_EXERCISE REQUIREMENTS_
Please give again, exactly, every line of the material from the one containing "engine state pointer" to the end, including both of those lines.

· · · ·

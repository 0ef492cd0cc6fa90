//! Opaque handle contract with the inference engine
//!
//! [`EngineApi`] is the table of engine entry points. It comes either from a
//! shared library ([`EngineApi::load`]) or from function pointers the host
//! already has ([`EngineApi::from_raw_parts`]), e.g. a statically linked
//! engine or a test double.

use crate::loader::{required_symbol, LibraryLoader, LoadError};
use crate::sys::{
    CactusCompleteFn, CactusDestroyFn, CactusInitFn, TokenCallbackFn, SYM_COMPLETE, SYM_DESTROY,
    SYM_INIT,
};
use libloading::Library;
use std::ffi::{c_char, c_int, c_void, CStr};
use std::ptr::NonNull;
use std::sync::Arc;

/// Engine entry points
///
/// Cloning is cheap. A loaded library stays open while any clone (or any
/// model created through one) is alive.
#[derive(Clone)]
pub struct EngineApi {
    init: CactusInitFn,
    complete: CactusCompleteFn,
    destroy: CactusDestroyFn,
    library: Option<Arc<Library>>,
}

impl EngineApi {
    /// Build the table from function pointers
    ///
    /// # Safety
    ///
    /// Each pointer must implement the matching engine contract and stay
    /// callable for as long as the returned table or any model created from
    /// it exists.
    pub unsafe fn from_raw_parts(
        init: CactusInitFn,
        complete: CactusCompleteFn,
        destroy: CactusDestroyFn,
    ) -> Self {
        Self {
            init,
            complete,
            destroy,
            library: None,
        }
    }

    /// Load the engine library and extract all entry points up front
    pub fn load(loader: &mut LibraryLoader, name: &str) -> Result<Self, LoadError> {
        let library = loader.load(name)?;

        let (init, complete, destroy) = unsafe {
            (
                required_symbol::<CactusInitFn>(&library, name, SYM_INIT)?,
                required_symbol::<CactusCompleteFn>(&library, name, SYM_COMPLETE)?,
                required_symbol::<CactusDestroyFn>(&library, name, SYM_DESTROY)?,
            )
        };

        tracing::debug!(library = %name, "Resolved engine entry points");

        Ok(Self {
            init,
            complete,
            destroy,
            library: Some(library),
        })
    }

    /// `cactus_init`; `None` when the engine reports failure with a null handle
    pub(crate) fn init(&self, model_path: &CStr, context_size: usize) -> Option<RawModel> {
        let handle = unsafe { (self.init)(model_path.as_ptr(), context_size) };
        NonNull::new(handle).map(RawModel)
    }

    /// `cactus_complete`
    ///
    /// # Safety
    ///
    /// All text pointers must be NUL-terminated (or null where nullable) and
    /// outlive the call; `response` must be writable for `capacity` bytes;
    /// `user_data` must be what `callback` expects.
    #[allow(clippy::too_many_arguments)]
    pub(crate) unsafe fn complete(
        &self,
        model: &mut RawModel,
        messages: *const c_char,
        response: *mut c_char,
        capacity: usize,
        options: *const c_char,
        tools: *const c_char,
        callback: Option<TokenCallbackFn>,
        user_data: *mut c_void,
    ) -> c_int {
        (self.complete)(
            model.as_ptr(),
            messages,
            response,
            capacity,
            options,
            tools,
            callback,
            user_data,
        )
    }

    /// `cactus_destroy`
    ///
    /// # Safety
    ///
    /// `model` must not be passed to the engine again.
    pub(crate) unsafe fn destroy(&self, model: &mut RawModel) {
        (self.destroy)(model.as_ptr())
    }

    /// Whether the entry points come from a library this table keeps open
    pub fn is_loaded_library(&self) -> bool {
        self.library.is_some()
    }
}

impl std::fmt::Debug for EngineApi {
    fn fmt(&self, f: &mut std::fmt::Formatter<'_>) -> std::fmt::Result {
        f.debug_struct("EngineApi")
            .field("loaded_library", &self.library.is_some())
            .finish_non_exhaustive()
    }
}

/// Non-null engine state pointer
///
/// Only the engine dereferences it. Not `Clone`: exactly one owner exists
/// between create and destroy.
#[derive(Debug)]
pub struct RawModel(NonNull<c_void>);

// The engine keeps no thread-local state per model; a handle may move between
// threads as long as only one thread uses it at a time.
unsafe impl Send for RawModel {}

impl RawModel {
    fn as_ptr(&self) -> *mut c_void {
        self.0.as_ptr()
    }
}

· · · ·

_EXERCISE ANSWER_
/// Non-null engine state pointer
///
/// Only the engine dereferences it. Not `Clone`: exactly one owner exists
/// between create and destroy.
#[derive(Debug)]
pub struct RawModel(NonNull<c_void>);

// The engine keeps no thread-local state per model; a handle may move between
// threads as long as only one thread uses it at a time.
unsafe impl Send for RawModel {}

impl RawModel {
    fn as_ptr(&self) -> *mut c_void {
        self.0.as_ptr()
    }
}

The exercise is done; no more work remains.